While waiting for a prosecutor friend in the EverettDirksenFederalBuilding in downtown Chicago Friday, I noticed the small dedication plaque in the lobby. It indicated that the Mies van der Rohe-designed structure was actually rededicated in 1970 to honor the legendary U.S. Senator from Illinois after his death the year before. The only other person mentioned is U.S. Sen. Ralph T. Smith, who was in attendance that day.


 

I googled to find out that Smith was an Illinois Republican legislator who was appointed to fill Dirksen's seat and served all of 14 months before losing a special election. So perhaps the rededication was one of the highlights of his Senate career. I did not know his name.

 


An hour or so later, my friends at MSNBC called to ask if I could shortly opine on Burris' imminent public announcement that he would not seek a full six-year term after his controversial appointment by then-Illinois Gov. Rod Blagojevich to fill President Obama's Senate seat. My prosecutor chum and I were nearly finished with our Chinese dim sum, so I said sure.

 




I can be a bit of a problem for TV producers since I occasionally blab a bit too long. Friday there was no such threat.
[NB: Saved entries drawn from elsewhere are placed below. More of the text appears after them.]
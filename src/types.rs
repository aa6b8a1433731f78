//! Re-exported types from external crates for convenience.
//!
//! These types appear in this crate's public API and are re-exported here
//! so users don't need to add these dependencies to their `Cargo.toml`.

/// Date and time types for receipt timestamps and payload fields.
pub use chrono::{DateTime, Utc};
/// Arbitrary precision decimal type for prices, quantities and profits.
pub use rust_decimal::Decimal;
/// Untyped JSON value carried by frame bodies.
pub use serde_json::Value;

/// Identifier of the bot (or other process instance) a topic update pertains to.
pub type EntityId = u64;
In picking the brain of my luncheon companion, as well as a political reporter chum, it was clear that the Burris decision was simple: No money, no credibility, no White House support. Brevity was my lone alternative.


 

It was thus a bit ironic to hear Burris then opine about the duress of fundraising, and how he would have to choose between doing the people's business in the Senate and raising significant sums just to run for election.


 

"Political races have become far too expensive in this country," Burris declared. He then added, "In making this decision I was called to choose between spending my time raising funds or spending my time raising issues for my state."


 

Please, Roland, don't assume we're all that naive.

 


Ultimately, his problem was not an unfair burden to raise many millions of dollars for a full-fledged primary and general election campaign next year. His problem was that he couldn't raise more than a few dimes, given the inept handling of his selection and his subsequent tall tales about his dealings with Blagojevich. He beat a perjury investigation, yes, but he still left the distinct impression that he'd been lying about that relationship.


 

So there'll probably be a wide-open Senate race for Obama's seat and, for sure, money will be important. Indeed, one can almost hear the sounds of the 32-year-old state treasurer, the irrepressibly ambitious and seemingly impatient Alexi Giannoulias, telling one and all, especially reporters, about his mounting war chest and all his supposed support from the White House. His track record, mostly in the family banking business, was thin and he was largely elected because of exploiting his ties to Obama (they were basketball-playing chums back in Chicago). But things are a long way off and he could win, maybe even serve "the people" well.


 

The White House preference had apparently been the state treasurer, Lisa Madigan, but she opted out last week, apparently in part due to a laudable skepticism about real estate prices, private school tuitions and just living in Washington. It's likely that she would have squashed Burris and Giannloulias like bugs in a Democratic primary, then done same with any Republican opponent.


 

As for Burris, he'll be able to spend his post-political years (he's actually not won an election since 1990) by being called "Senator," which his healthy ego will love. And he'll probably make sure that the moniker is engraved on the mausoleum he's already built for himself in Chicago's OakWoodsCemetery.

 


If he's lucky, maybe we'll remember him a bit longer than Ralph T. Smith. If not, so be it. There's a rough justice for political losers.